The Bali Package consists of ten separate decisions by the Ministerial Conference, covering four areas as follow:

- The Trade Facilitation Agreement (TFA), active since 22 February 2017 when Rwanda, Oman, Chad and Jordan submitted their instruments of acceptance, achieving the requirement that two-thirds of the 164 WTO members formally accept the Agreement. The TFA aims to reduce red-tape and streamline customs. It will be legally binding, require some expense and a certain level of technology. The agreement reaffirms that the non-discrimination principle of Article V of GATT 1994 remains valid. Least developed countries (LDCs) will be supported in building capacities to implement the changes using funding from the Trade Facilitation Agreement Facility (TFAF), which was established on 22 July 2014 under the terms of an amendment to the TFA. Some critics worry that governments may have to prioritize funds for trade facilitation over other important areas, such as public health or education.
- Food security: General Services; Public Stockholding for Food Security Purposes; Understanding on Tariff Rate Quota Administration Provisions of Agricultural Products, as Defined in Article 2 of the Agreement on Agriculture; Export Competition
- Cotton: Subsidies for trading cotton was implemented by the WTO
- Development and LDC issues: Preferential Rules of Origin for Least-Developed Countries (simplified rules for identifying origin and qualifying for preferential treatment with importing countries.); Operationalization of the Waiver Concerning Preferential Treatment to Services and Service Suppliers of Least-Developed Countries (preferential treatment to be given to LDCs for 15 years from date of agreement adoption.); Duty-Free Quota-Free (DFQF) Market Access for Least-Developed Countries; Monitoring Mechanism on Special and Differential Treatment (meetings and other methods for monitoring special treatment given to developing countries)

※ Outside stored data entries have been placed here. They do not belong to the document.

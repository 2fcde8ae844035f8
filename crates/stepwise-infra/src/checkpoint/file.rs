//! JSON-lines checkpoint store.
//!
//! Each workflow gets one append-only file, `{dir}/{workflow_id}.jsonl`,
//! holding one serialized [`ExecutionCheckpoint`] per line. Reads fold the
//! lines by step number so a later line for the same step replaces an
//! earlier one. Purging a workflow deletes its file.
//!
//! Directory layout:
//! ```text
//! {dir}/
//!   nightly-report.jsonl
//!   0192f1c4-7b0e-7c3a-9d1e-5f2a8b6c4d3e.jsonl
//! ```

use std::collections::{BTreeMap, BTreeSet};
use std::path::{Path, PathBuf};

use stepwise_core::repository::checkpoint::CheckpointStore;
use stepwise_types::error::RepositoryError;
use stepwise_types::workflow::{ExecutionCheckpoint, WorkflowId};
use tokio::io::AsyncWriteExt;
use tokio::sync::Mutex;
use uuid::Uuid;

const EXTENSION: &str = "jsonl";

/// File-backed implementation of [`CheckpointStore`].
///
/// Workflow ids are used as file names, so only ASCII letters, digits,
/// `.`, `_` and `-` are accepted.
pub struct JsonFileCheckpointStore {
    dir: PathBuf,
    write_lock: Mutex<()>,
}

impl JsonFileCheckpointStore {
    /// Create a store rooted at `dir`. The directory is created on first save.
    pub fn new(dir: impl Into<PathBuf>) -> Self {
        Self {
            dir: dir.into(),
            write_lock: Mutex::new(()),
        }
    }

    pub fn dir(&self) -> &Path {
        &self.dir
    }

    /// Ids of every workflow with a checkpoint file, sorted.
    pub async fn workflow_ids(&self) -> Result<Vec<WorkflowId>, RepositoryError> {
        let mut ids: Vec<WorkflowId> = self
            .checkpoint_files()
            .await?
            .into_iter()
            .filter_map(|path| {
                path.file_stem()
                    .and_then(|stem| stem.to_str())
                    .map(WorkflowId::from)
            })
            .collect();
        ids.sort();
        Ok(ids)
    }

    fn path_for(&self, workflow_id: &WorkflowId) -> Result<PathBuf, RepositoryError> {
        let id = workflow_id.as_str();
        let valid = !id.is_empty()
            && id
                .chars()
                .all(|c| c.is_ascii_alphanumeric() || matches!(c, '.' | '_' | '-'));

        if !valid {
            return Err(RepositoryError::Conflict(format!(
                "Workflow id '{id}' is not usable as a file name (allowed: A-Z a-z 0-9 . _ -)"
            )));
        }

        Ok(self.dir.join(format!("{id}.{EXTENSION}")))
    }

    async fn checkpoint_files(&self) -> Result<Vec<PathBuf>, RepositoryError> {
        let mut entries = match tokio::fs::read_dir(&self.dir).await {
            Ok(entries) => entries,
            Err(e) if e.kind() == std::io::ErrorKind::NotFound => return Ok(Vec::new()),
            Err(e) => {
                return Err(RepositoryError::Query(format!(
                    "Failed to read {}: {e}",
                    self.dir.display()
                )));
            }
        };

        let mut files = Vec::new();
        while let Some(entry) = entries
            .next_entry()
            .await
            .map_err(|e| RepositoryError::Query(format!("Failed to list checkpoint files: {e}")))?
        {
            let path = entry.path();
            if path.extension().is_some_and(|ext| ext == EXTENSION) {
                files.push(path);
            }
        }
        Ok(files)
    }

    async fn load(
        &self,
        workflow_id: &WorkflowId,
    ) -> Result<BTreeMap<u32, ExecutionCheckpoint>, RepositoryError> {
        let path = self.path_for(workflow_id)?;
        load_file(&path).await
    }
}

/// Fold a checkpoint file into step number -> latest checkpoint.
async fn load_file(path: &Path) -> Result<BTreeMap<u32, ExecutionCheckpoint>, RepositoryError> {
    let content = match tokio::fs::read_to_string(path).await {
        Ok(content) => content,
        Err(e) if e.kind() == std::io::ErrorKind::NotFound => return Ok(BTreeMap::new()),
        Err(e) => {
            return Err(RepositoryError::Query(format!(
                "Failed to read {}: {e}",
                path.display()
            )));
        }
    };

    let mut checkpoints = BTreeMap::new();
    for (index, line) in content.lines().enumerate() {
        let line = line.trim();
        if line.is_empty() {
            continue;
        }
        let checkpoint: ExecutionCheckpoint = serde_json::from_str(line).map_err(|e| {
            RepositoryError::Serialization(format!(
                "{} line {}: {e}",
                path.display(),
                index + 1
            ))
        })?;
        checkpoints.insert(checkpoint.step_number, checkpoint);
    }
    Ok(checkpoints)
}

/// Distinct step numbers among the lines of a file that still parse.
///
/// Used by purge, which must succeed on a file left torn by a crash.
async fn count_readable_steps(path: &Path) -> u64 {
    let content = match tokio::fs::read(path).await {
        Ok(bytes) => String::from_utf8_lossy(&bytes).into_owned(),
        Err(_) => return 0,
    };

    let mut steps = BTreeSet::new();
    let mut skipped = 0usize;
    for line in content.lines().map(str::trim).filter(|l| !l.is_empty()) {
        match serde_json::from_str::<ExecutionCheckpoint>(line) {
            Ok(checkpoint) => {
                steps.insert(checkpoint.step_number);
            }
            Err(_) => skipped += 1,
        }
    }

    if skipped > 0 {
        tracing::warn!(path = %path.display(), skipped, "purging checkpoint file with unreadable lines");
    }
    steps.len() as u64
}

impl CheckpointStore for JsonFileCheckpointStore {
    async fn save_checkpoint(
        &self,
        mut checkpoint: ExecutionCheckpoint,
    ) -> Result<ExecutionCheckpoint, RepositoryError> {
        let path = self.path_for(&checkpoint.workflow_id)?;
        checkpoint.checkpoint_id.get_or_insert_with(Uuid::now_v7);

        let mut line = serde_json::to_string(&checkpoint)
            .map_err(|e| RepositoryError::Serialization(e.to_string()))?;
        line.push('\n');

        let _guard = self.write_lock.lock().await;

        tokio::fs::create_dir_all(&self.dir)
            .await
            .map_err(|e| RepositoryError::Query(format!("Failed to create checkpoint dir: {e}")))?;

        let mut file = tokio::fs::OpenOptions::new()
            .create(true)
            .append(true)
            .open(&path)
            .await
            .map_err(|e| RepositoryError::Query(format!("Failed to open {}: {e}", path.display())))?;

        file.write_all(line.as_bytes())
            .await
            .map_err(|e| RepositoryError::Query(format!("Failed to append checkpoint: {e}")))?;
        file.sync_data()
            .await
            .map_err(|e| RepositoryError::Query(format!("Failed to sync checkpoint file: {e}")))?;

        tracing::trace!(
            path = %path.display(),
            step_number = checkpoint.step_number,
            "appended checkpoint"
        );
        Ok(checkpoint)
    }

    async fn get_checkpoint(
        &self,
        workflow_id: &WorkflowId,
        checkpoint_id: &Uuid,
    ) -> Result<Option<ExecutionCheckpoint>, RepositoryError> {
        Ok(self
            .load(workflow_id)
            .await?
            .into_values()
            .find(|cp| cp.checkpoint_id == Some(*checkpoint_id)))
    }

    async fn get_latest_checkpoint(
        &self,
        workflow_id: &WorkflowId,
    ) -> Result<Option<ExecutionCheckpoint>, RepositoryError> {
        Ok(self
            .load(workflow_id)
            .await?
            .pop_last()
            .map(|(_, cp)| cp))
    }

    async fn get_workflow_checkpoints(
        &self,
        workflow_id: &WorkflowId,
    ) -> Result<Vec<ExecutionCheckpoint>, RepositoryError> {
        Ok(self.load(workflow_id).await?.into_values().collect())
    }

    async fn purge_workflow_checkpoints(
        &self,
        workflow_id: &WorkflowId,
    ) -> Result<u64, RepositoryError> {
        let path = self.path_for(workflow_id)?;
        let _guard = self.write_lock.lock().await;

        let removed = count_readable_steps(&path).await;
        match tokio::fs::remove_file(&path).await {
            Ok(()) => Ok(removed),
            Err(e) if e.kind() == std::io::ErrorKind::NotFound => Ok(0),
            Err(e) => Err(RepositoryError::Query(format!(
                "Failed to remove {}: {e}",
                path.display()
            ))),
        }
    }

    async fn total_checkpoints(&self) -> Result<u64, RepositoryError> {
        let mut total = 0u64;
        for path in self.checkpoint_files().await? {
            total += load_file(&path).await?.len() as u64;
        }
        Ok(total)
    }
}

The Peterson Institute for International Economics estimate that if the customs measures of the agreement are properly implemented, they could create US$1 trillion worth of global economic activity, add 21 million new jobs and lower the cost of doing international trade by 10–15 percent.

== History ==
Before the agreement, the negotiations repeatedly came close to collapsing. India's demand that it should be allowed to extend its domestic agricultural subsidies indefinitely was met by opposition from the U.S., while Cuba, Bolivia, Nicaragua, and Venezuela objected to the removal of a text relating to the U.S. embargo against Cuba. Eventually, India and the U.S. reached a compromise where a permanent solution to the Indian subsidies will be decided in separate future negotiations within four years, while Cuba reached a compromise that saw it refrain from vetoing the agreement. The U.S. and India came to a permanent agreement regarding India's food subsidies in November 2014.

The negotiations were originally scheduled for 3–6 December 2013. However, they had to extend until 7 December for an agreement to be reached. In December 2013, South African trade minister Rob Davies questioned the balance in the agreements regarding the long-term benefits for the least-developed countries. This was the first multilateral agreement by the WTO (concluded with 160 countries) and restored the legitimacy of the WTO as a negotiating forum.

In November 2015, India's Prime Minister Narendra Modi stated that the Bali Package had gone through a slowdown since its signature, urging other countries to implement it in due time. This statement followed a visit by Barack Obama in India, the Bali Packages being on the US president's agenda.

In Africa, critics of the plan raised the issue that the Bali Package mainly facilitates imports in the continent and they anticipated that the plan will hurt Africa's trade balance.